— Instructions to follow —
Each entry in the listing below should be restated word for word.

— Material for the task —
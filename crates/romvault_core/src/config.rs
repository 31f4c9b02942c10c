use crate::systems::{DEFAULT_SYSTEMS, SystemRegistry};
use serde::{Deserialize, Serialize};
use std::time::Duration;

pub const DEFAULT_SIGNED_URL_TTL_SECS: u64 = 3600;

#[derive(Clone, Debug, Serialize, Deserialize)]
#[serde(default)]
pub struct LibraryConfig {
    /// System ids accepted on upload.
    ///
    /// Defaults to [`DEFAULT_SYSTEMS`].
    pub supported_systems: Vec<String>,
    pub download: DownloadConfig,
}

impl Default for LibraryConfig {
    fn default() -> Self {
        Self {
            supported_systems: DEFAULT_SYSTEMS.iter().map(|s| s.to_string()).collect(),
            download: DownloadConfig::default(),
        }
    }
}

impl LibraryConfig {
    pub fn registry(&self) -> SystemRegistry {
        SystemRegistry::new(&self.supported_systems)
    }
}

#[derive(Clone, Copy, Debug, Default, PartialEq, Eq, Serialize, Deserialize)]
#[serde(rename_all = "lowercase")]
pub enum DownloadMode {
    /// Proxy when the public and internal storage addresses differ, sign otherwise.
    #[default]
    Auto,
    /// Sign unless an external override is configured, which always proxies.
    Signed,
    Proxy,
}

#[derive(Clone, Debug, Serialize, Deserialize)]
#[serde(default)]
pub struct DownloadConfig {
    pub mode: DownloadMode,

    /// Lifetime of presigned URLs.
    ///
    /// Defaults to one hour.
    pub signed_url_ttl_secs: u64,

    /// Prepended to proxy paths. Empty yields relative paths such as `/bios/3/download`.
    pub proxy_base_url: String,

    /// Address the storage client was configured with, e.g. `http://minio:9000`.
    pub internal_endpoint: Option<String>,

    /// Address clients outside the deployment reach storage on.
    pub public_endpoint: Option<String>,
}

impl Default for DownloadConfig {
    fn default() -> Self {
        Self {
            mode: DownloadMode::Auto,
            signed_url_ttl_secs: DEFAULT_SIGNED_URL_TTL_SECS,
            proxy_base_url: String::new(),
            internal_endpoint: None,
            public_endpoint: None,
        }
    }
}

/// The download strategy fixed at deployment time.
#[derive(Clone, Debug, PartialEq, Eq)]
pub enum DownloadPolicy {
    Signed { ttl: Duration },
    Proxy { base_url: String },
}

impl DownloadConfig {
    /// True when an external override points somewhere other than the internal client.
    pub fn endpoints_differ(&self) -> bool {
        match (&self.public_endpoint, &self.internal_endpoint) {
            (Some(public), Some(internal)) => normalize(public) != normalize(internal),
            (Some(_), None) => true,
            _ => false,
        }
    }

    /// A differing public endpoint forces proxying in every mode, since a URL
    /// signed against the internal host is unusable from outside.
    pub fn policy(&self) -> DownloadPolicy {
        let proxy = || DownloadPolicy::Proxy {
            base_url: self.proxy_base_url.trim_end_matches('/').to_string(),
        };
        let signed = || DownloadPolicy::Signed {
            ttl: Duration::from_secs(self.signed_url_ttl_secs),
        };
        match self.mode {
            DownloadMode::Proxy => proxy(),
            _ if self.endpoints_differ() => proxy(),
            DownloadMode::Signed | DownloadMode::Auto => signed(),
        }
    }
}

fn normalize(endpoint: &str) -> String {
    endpoint.trim().trim_end_matches('/').to_ascii_lowercase()
}

#[cfg(test)]
mod tests {
    use super::*;

    #[test]
    fn auto_signs_when_no_override_is_configured() {
        let config = DownloadConfig::default();
        assert_eq!(
            config.policy(),
            DownloadPolicy::Signed {
                ttl: Duration::from_secs(3600)
            }
        );
    }

    #[test]
    fn auto_proxies_when_public_endpoint_differs() {
        let config = DownloadConfig {
            internal_endpoint: Some("http://minio:9000".into()),
            public_endpoint: Some("https://cdn.example.com".into()),
            proxy_base_url: "https://games.example.com/api/".into(),
            ..Default::default()
        };
        assert_eq!(
            config.policy(),
            DownloadPolicy::Proxy {
                base_url: "https://games.example.com/api".into()
            }
        );
    }

    #[test]
    fn auto_signs_when_endpoints_only_differ_in_formatting() {
        let config = DownloadConfig {
            internal_endpoint: Some("http://MinIO:9000/".into()),
            public_endpoint: Some("http://minio:9000".into()),
            ..Default::default()
        };
        assert!(!config.endpoints_differ());
        assert!(matches!(config.policy(), DownloadPolicy::Signed { .. }));
    }

    #[test]
    fn signed_mode_still_proxies_behind_a_public_override() {
        let config = DownloadConfig {
            mode: DownloadMode::Signed,
            signed_url_ttl_secs: 60,
            internal_endpoint: Some("http://minio:9000".into()),
            public_endpoint: Some("https://storage.example.com".into()),
            ..Default::default()
        };
        assert_eq!(
            config.policy(),
            DownloadPolicy::Proxy {
                base_url: String::new()
            }
        );
    }

    #[test]
    fn explicit_modes_apply_without_an_override() {
        let config = DownloadConfig {
            mode: DownloadMode::Signed,
            signed_url_ttl_secs: 60,
            ..Default::default()
        };
        assert_eq!(
            config.policy(),
            DownloadPolicy::Signed {
                ttl: Duration::from_secs(60)
            }
        );

        let config = DownloadConfig {
            mode: DownloadMode::Proxy,
            ..Default::default()
        };
        assert_eq!(
            config.policy(),
            DownloadPolicy::Proxy {
                base_url: String::new()
            }
        );
    }

    #[test]
    fn deserializes_partial_config() {
        let config: LibraryConfig =
            serde_json::from_str(r#"{"download": {"mode": "proxy"}}"#).unwrap();
        assert_eq!(config.download.mode, DownloadMode::Proxy);
        assert_eq!(config.download.signed_url_ttl_secs, 3600);
        assert!(config.registry().contains("nes"));
    }
}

— Exercise result —
filename crates/romvault_core/src/config.rs
repository 31f4c9b02942c10c
use crate::systems::{DEFAULT_SYSTEMS, SystemRegistry};
use serde::{Deserialize, Serialize};
use std::time::Duration;

pub const DEFAULT_SIGNED_URL_TTL_SECS: u64 = 3600;

#[derive(Clone, Debug, Serialize, Deserialize)]
#[serde(default)]
pub struct LibraryConfig {
    /// System ids accepted on upload.
    ///
    /// Defaults to [`DEFAULT_SYSTEMS`].
    pub supported_systems: Vec<String>,
    pub download: DownloadConfig,
}

impl Default for LibraryConfig {
    fn default() -> Self {
        Self {
            supported_systems: DEFAULT_SYSTEMS.iter().map(|s| s.to_string()).collect(),
            download: DownloadConfig::default(),
        }
    }
}

impl LibraryConfig {
    pub fn registry(&self) -> SystemRegistry {
        SystemRegistry::new(&self.supported_systems)
    }
}

#[derive(Clone, Copy, Debug, Default, PartialEq, Eq, Serialize, Deserialize)]
#[serde(rename_all = "lowercase")]
pub enum DownloadMode {
    /// Proxy when the public and internal storage addresses differ, sign otherwise.
    #[default]
    Auto,
    /// Sign unless an external override is configured, which always proxies.
    Signed,
    Proxy,
}

#[derive(Clone, Debug, Serialize, Deserialize)]
#[serde(default)]
pub struct DownloadConfig {
    pub mode: DownloadMode,

    /// Lifetime of presigned URLs.
    ///
    /// Defaults to one hour.
    pub signed_url_ttl_secs: u64,

    /// Prepended to proxy paths. Empty yields relative paths such as `/bios/3/download`.
    pub proxy_base_url: String,

    /// Address the storage client was configured with, e.g. `http://minio:9000`.
    pub internal_endpoint: Option<String>,

    /// Address clients outside the deployment reach storage on.
    pub public_endpoint: Option<String>,
}

impl Default for DownloadConfig {
    fn default() -> Self {
        Self {
            mode: DownloadMode::Auto,
            signed_url_ttl_secs: DEFAULT_SIGNED_URL_TTL_SECS,
            proxy_base_url: String::new(),
            internal_endpoint: None,
            public_endpoint: None,
        }
    }
}

/// The download strategy fixed at deployment time.
#[derive(Clone, Debug, PartialEq, Eq)]
pub enum DownloadPolicy {
    Signed { ttl: Duration },
    Proxy { base_url: String },
}

impl DownloadConfig {
    /// True when an external override points somewhere other than the internal client.
    pub fn endpoints_differ(&self) -> bool {
        match (&self.public_endpoint, &self.internal_endpoint) {
            (Some(public), Some(internal)) => normalize(public) != normalize(internal),
            (Some(_), None) => true,
            _ => false,
        }
    }

    /// A differing public endpoint forces proxying in every mode, since a URL
    /// signed against the internal host is unusable from outside.
    pub fn policy(&self) -> DownloadPolicy {
        let proxy = || DownloadPolicy::Proxy {
            base_url: self.proxy_base_url.trim_end_matches('/').to_string(),
        };
        let signed = || DownloadPolicy::Signed {
            ttl: Duration::from_secs(self.signed_url_ttl_secs),
        };
        match self.mode {
            DownloadMode::Proxy => proxy(),
            _ if self.endpoints_differ() => proxy(),
            DownloadMode::Signed | DownloadMode::Auto => signed(),
        }
    }
}

fn normalize(endpoint: &str) -> String {
    endpoint.trim().trim_end_matches('/').to_ascii_lowercase()
}

#[cfg(test)]
mod tests {
    use super::*;

    #[test]
    fn auto_signs_when_no_override_is_configured() {
        let config = DownloadConfig::default();
        assert_eq!(
            config.policy(),
            DownloadPolicy::Signed {
                ttl: Duration::from_secs(3600)
            }
        );
    }

    #[test]
    fn auto_proxies_when_public_endpoint_differs() {
        let config = DownloadConfig {
            internal_endpoint: Some("http://minio:9000".into()),
            public_endpoint: Some("https://cdn.example.com".into()),
            proxy_base_url: "https://games.example.com/api/".into(),
            ..Default::default()
        };
        assert_eq!(
            config.policy(),
            DownloadPolicy::Proxy {
                base_url: "https://games.example.com/api".into()
            }
        );
    }

    #[test]
    fn auto_signs_when_endpoints_only_differ_in_formatting() {
        let config = DownloadConfig {
            internal_endpoint: Some("http://MinIO:9000/".into()),
            public_endpoint: Some("http://minio:9000".into()),
            ..Default::default()
        };
        assert!(!config.endpoints_differ());
        assert!(matches!(config.policy(), DownloadPolicy::Signed { .. }));
    }

    #[test]
    fn signed_mode_still_proxies_behind_a_public_override() {
        let config = DownloadConfig {
            mode: DownloadMode::Signed,
            signed_url_ttl_secs: 60,
            internal_endpoint: Some("http://minio:9000".into()),
            public_endpoint: Some("https://storage.example.com".into()),
            ..Default::default()
        };
        assert_eq!(
            config.policy(),
            DownloadPolicy::Proxy {
                base_url: String::new()
            }
        );
    }

    #[test]
    fn explicit_modes_apply_without_an_override() {
        let config = DownloadConfig {
            mode: DownloadMode::Signed,
            signed_url_ttl_secs: 60,
            ..Default::default()
        };
        assert_eq!(
            config.policy(),
            DownloadPolicy::Signed {
                ttl: Duration::from_secs(60)
            }
        );

        let config = DownloadConfig {
            mode: DownloadMode::Proxy,
            ..Default::default()
        };
        assert_eq!(
            config.policy(),
            DownloadPolicy::Proxy {
                base_url: String::new()
            }
        );
    }

    #[test]
    fn deserializes_partial_config() {
        let config: LibraryConfig =
            serde_json::from_str(r#"{"download": {"mode": "proxy"}}"#).unwrap();
        assert_eq!(config.download.mode, DownloadMode::Proxy);
        assert_eq!(config.download.signed_url_ttl_secs, 3600);
        assert!(config.registry().contains("nes"));
    }
}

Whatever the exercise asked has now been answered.